Cette mauvaise gestion néolibérale est basée sur la théorie erronée du « ruissellement vers le bas », selon laquelle l’augmentation de la richesse et de la prospérité parmi les élites capitalistes ruisselle vers le bas depuis le sommet et profite finalement à tout le monde. Après plus de quatre décennies de colonisation politique néolibérale de l’Europe par l’Occident, cette affirmation a été réfutée à maintes reprises. Non seulement la maximisation du profit se fait souvent au détriment du bien-être de la classe ouvrière, mais il s’avère également que ce sont principalement les multinationales et une petite couche supérieure qui bénéficient des profits sans qu’ils ne soient répercutés sur le reste de la population. Si les profits ont été privatisés, ce sont surtout les charges et les coûts qui sont répercutés sur la communauté. De nombreuses manifestations ont également porté sur le soi-disant consensus de Washington, dans lequel les organisations internationales contrôlées par les Américains et l’Occident atlantiste forcent financièrement les pays à renoncer à leur souveraineté et à adopter le modèle néolibéral. Les partis politiques européens et les hommes politiques qui prônent des politiques néolibérales doivent donc être considérés sans plus attendre comme faisant partie d’une administration coloniale volontaire au service du colonisateur occidental. Il est devenu à la mode – en particulier dans le camp de droite, libéral et pro-occidental – de considérer l’Europe comme faisant partie de l’Occident par définition. Personne ne peut plus en douter, pour ainsi dire. La réalité est qu’après les deux guerres mondiales, la communauté de civilisation européenne a connu une tension entre, d’un côté, le pôle occidental ultralibéral dominé par les Britanniques et les Américains, et, de l’autre, l’axe franco-allemand (incluant parfois la Russie). La mondialisation de la période 1990-2020 a réglé la question en faveur du pôle occidental, avec des décennies de gouvernements libéraux complaisants en Europe continentale comme co-coupables.

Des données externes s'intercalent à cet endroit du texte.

//! Textual dump of a [`Module`] in an LLVM-like syntax.

use crate::{BlockId, Function, Inst, InstId, InstKind, IrType, Module, SlotId, Terminator, Value};
use std::collections::HashMap;
use std::fmt;

/// Naming state for one function: SSA results are numbered in print order and stack slots get
/// unique `%name.addr` names.
struct FunctionPrinter<'a> {
    module: &'a Module,
    function: &'a Function,
    numbers: HashMap<InstId, usize>,
    slot_names: Vec<String>,
}

impl<'a> FunctionPrinter<'a> {
    fn new(module: &'a Module, function: &'a Function) -> Self {
        let mut numbers = HashMap::new();
        for id in function.blocks.iter().flat_map(|block| &block.insts) {
            let has_result = function
                .inst(*id)
                .map_or(false, |inst| inst.ty != IrType::Void);
            if has_result {
                numbers.insert(*id, numbers.len());
            }
        }

        let mut seen: HashMap<&str, usize> = HashMap::new();
        let slot_names = function
            .slots
            .iter()
            .map(|slot| {
                let count = seen.entry(slot.name.as_str()).or_insert(0);
                let name = if *count == 0 {
                    format!("%{}.addr", slot.name)
                } else {
                    format!("%{}.addr{}", slot.name, count)
                };
                *count += 1;
                name
            })
            .collect();

        Self {
            module,
            function,
            numbers,
            slot_names,
        }
    }

    fn value(&self, value: &Value) -> String {
        match value {
            Value::Const(constant) => constant.to_string(),
            Value::Inst(id) => match self.numbers.get(id) {
                Some(number) => format!("%{}", number),
                None => format!("%inst{}", id.0),
            },
            Value::Arg(index) => match self.function.params.get(*index) {
                Some(param) => format!("%{}", param.name),
                None => format!("%arg{}", index),
            },
        }
    }

    /// `type value`
    fn typed(&self, value: &Value) -> String {
        format!("{} {}", self.function.value_type(value), self.value(value))
    }

    fn slot(&self, slot: SlotId) -> &str {
        self.slot_names
            .get(slot.0)
            .map_or("%<bad slot>", String::as_str)
    }

    fn label(&self, block: BlockId) -> String {
        self.function
            .block(block)
            .map_or_else(|| format!("%<bad block {}>", block.0), |block| format!("%{}", block.label))
    }

    fn inst(&self, f: &mut fmt::Formatter<'_>, id: InstId, inst: &Inst) -> fmt::Result {
        write!(f, "  ")?;
        if let Some(number) = self.numbers.get(&id) {
            write!(f, "%{} = ", number)?;
        }
        match &inst.kind {
            InstKind::Load(slot) => write!(f, "load {}, ptr {}", inst.ty, self.slot(*slot)),
            InstKind::Store { slot, value } => {
                write!(f, "store {}, ptr {}", self.typed(value), self.slot(*slot))
            }
            InstKind::Binary { op, lhs, rhs } => {
                write!(f, "{} {}, {}", op.name(), self.typed(lhs), self.value(rhs))
            }
            InstKind::FNeg(value) => write!(f, "fneg {}", self.typed(value)),
            InstKind::ICmp { pred, lhs, rhs } => {
                write!(f, "icmp {} {}, {}", pred.name(), self.typed(lhs), self.value(rhs))
            }
            InstKind::FCmp { pred, lhs, rhs } => {
                write!(f, "fcmp {} {}, {}", pred.name(), self.typed(lhs), self.value(rhs))
            }
            InstKind::Cast { op, value } => {
                write!(f, "{} {} to {}", op.name(), self.typed(value), inst.ty)
            }
            InstKind::Call { callee, args } => {
                let callee = self
                    .module
                    .function(*callee)
                    .map_or("<bad callee>", |callee| callee.name.as_str());
                let args = args
                    .iter()
                    .map(|arg| self.typed(arg))
                    .collect::<Vec<_>>()
                    .join(", ");
                write!(f, "call {} @{}({})", inst.ty, callee, args)
            }
            InstKind::Phi { incoming } => {
                let incoming = incoming
                    .iter()
                    .map(|(value, block)| format!("[ {}, {} ]", self.value(value), self.label(*block)))
                    .collect::<Vec<_>>()
                    .join(", ");
                write!(f, "phi {} {}", inst.ty, incoming)
            }
        }?;
        writeln!(f)
    }

    fn terminator(&self, f: &mut fmt::Formatter<'_>, terminator: Option<&Terminator>) -> fmt::Result {
        match terminator {
            Some(Terminator::Ret(Some(value))) => writeln!(f, "  ret {}", self.typed(value)),
            Some(Terminator::Ret(None)) => writeln!(f, "  ret void"),
            Some(Terminator::Br(target)) => writeln!(f, "  br label {}", self.label(*target)),
            Some(Terminator::CondBr {
                cond,
                then_block,
                else_block,
            }) => writeln!(
                f,
                "  br {}, label {}, label {}",
                self.typed(cond),
                self.label(*then_block),
                self.label(*else_block)
            ),
            Some(Terminator::Unreachable) => writeln!(f, "  unreachable"),
            None => writeln!(f, "  ; missing terminator"),
        }
    }
}

impl fmt::Display for FunctionPrinter<'_> {
    fn fmt(&self, f: &mut fmt::Formatter<'_>) -> fmt::Result {
        let function = self.function;
        if function.is_declaration() {
            let params = function
                .params
                .iter()
                .map(|param| param.ty.to_string())
                .collect::<Vec<_>>()
                .join(", ");
            return writeln!(f, "declare {} @{}({})", function.return_type, function.name, params);
        }

        let params = function
            .params
            .iter()
            .map(|param| format!("{} %{}", param.ty, param.name))
            .collect::<Vec<_>>()
            .join(", ");
        writeln!(f, "define {} @{}({}) {{", function.return_type, function.name, params)?;

        for (index, block) in function.blocks.iter().enumerate() {
            if index > 0 {
                writeln!(f)?;
            }
            writeln!(f, "{}:", block.label)?;
            if index == 0 {
                for (slot, name) in function.slots.iter().zip(&self.slot_names) {
                    writeln!(f, "  {} = alloca {}", name, slot.ty)?;
                }
            }
            for id in &block.insts {
                if let Some(inst) = function.inst(*id) {
                    self.inst(f, *id, inst)?;
                }
            }
            self.terminator(f, block.terminator.as_ref())?;
        }
        writeln!(f, "}}")
    }
}

impl fmt::Display for Module {
    fn fmt(&self, f: &mut fmt::Formatter<'_>) -> fmt::Result {
        writeln!(f, "; ModuleID = '{}'", self.name)?;
        for function in &self.functions {
            writeln!(f)?;
            write!(f, "{}", FunctionPrinter::new(self, function))?;
        }
        Ok(())
    }
}

#[cfg(test)]
mod tests {
    use crate::{BinOp, Builder, Constant, IntPredicate, IrType, Param, Value};

    fn param(name: &str, ty: IrType) -> Param {
        Param {
            name: name.to_string(),
            ty,
        }
    }

    #[test]
    fn dump_module() {
        let mut builder = Builder::new("test");
        let putint = builder.declare_function("putint", IrType::Void, vec![param("n", IrType::I32)]);
        let main = builder.declare_function("main", IrType::I32, vec![param("n", IrType::I32)]);
        let entry = builder.append_block(main, "entry").unwrap();
        let pos = builder.append_block(main, "pos").unwrap();
        let merge = builder.append_block(main, "merge").unwrap();

        builder.position_at_end(main, entry).unwrap();
        let x = builder.build_alloca("x", IrType::I32).unwrap();
        builder.build_store(x, Value::Arg(0)).unwrap();
        let loaded = builder.build_load(x).unwrap();
        let cond = builder
            .build_icmp(IntPredicate::Sgt, loaded, Constant::I32(0).into())
            .unwrap();
        builder.build_cond_br(cond, pos, merge).unwrap();

        builder.position_at_end(main, pos).unwrap();
        builder.build_call(putint, vec![loaded]).unwrap();
        let incremented = builder
            .build_binary(BinOp::Add, loaded, Constant::I32(1).into())
            .unwrap();
        builder.build_br(merge).unwrap();

        builder.position_at_end(main, merge).unwrap();
        let phi = builder
            .build_phi(IrType::I32, vec![(loaded, entry), (incremented, pos)])
            .unwrap();
        builder.build_ret(Some(phi)).unwrap();

        let module = builder.finish().unwrap();
        insta::assert_snapshot!(module.to_string(), @r###"
        ; ModuleID = 'test'

        declare void @putint(i32)

        define i32 @main(i32 %n) {
        entry:
          %x.addr = alloca i32
          store i32 %n, ptr %x.addr
          %0 = load i32, ptr %x.addr
          %1 = icmp sgt i32 %0, 0
          br i1 %1, label %pos, label %merge

        pos:
          call void @putint(i32 %0)
          %2 = add i32 %0, 1
          br label %merge

        merge:
          %3 = phi i32 [ %0, %entry ], [ %2, %pos ]
          ret i32 %3
        }
        "###);
    }

    #[test]
    fn shadowed_slots_get_distinct_names() {
        let mut builder = Builder::new("test");
        let f = builder.declare_function("f", IrType::Void, vec![]);
        let entry = builder.append_block(f, "entry").unwrap();
        builder.position_at_end(f, entry).unwrap();
        builder.build_alloca("x", IrType::I32).unwrap();
        builder.build_alloca("x", IrType::F32).unwrap();
        builder.build_ret(None).unwrap();

        insta::assert_snapshot!(builder.finish().unwrap().to_string(), @r###"
        ; ModuleID = 'test'

        define void @f() {
        entry:
          %x.addr = alloca i32
          %x.addr1 = alloca float
          ret void
        }
        "###);
    }
}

Avec la victoire finale du libéralisme américain sur ses adversaires antilibéraux au cours du XXe siècle, l’hégémonie mondiale est passée à l’idéologie expansionniste de l’Occident dirigée par les États-Unis, matériellement soutenue par la puissance stratégique et militaire de l’OTAN. Il a établi son projet de domination mondiale : accroître l’exportation des monopoles vers les pays sous-développés dans le but de profiter de la main d’œuvre bon marché et de maximiser les profits des capitalistes, interventions militaires dans des États nationaux stratégiques ; la promotion de révolutions colorées pour renverser des gouvernements problématiques, l’instrumentalisation de groupes terroristes au Moyen-Orient dans le même but, les sanctions économiques unilatérales et, enfin et surtout, le contrôle de l’appareil médiatique et culturel. L’objectif est de promouvoir la démocratie libérale moderne comme le seul modèle de société possible et applicable à tous les peuples de la planète, y compris une criminalisation secrète de ceux qui s’opposent à un tel modèle.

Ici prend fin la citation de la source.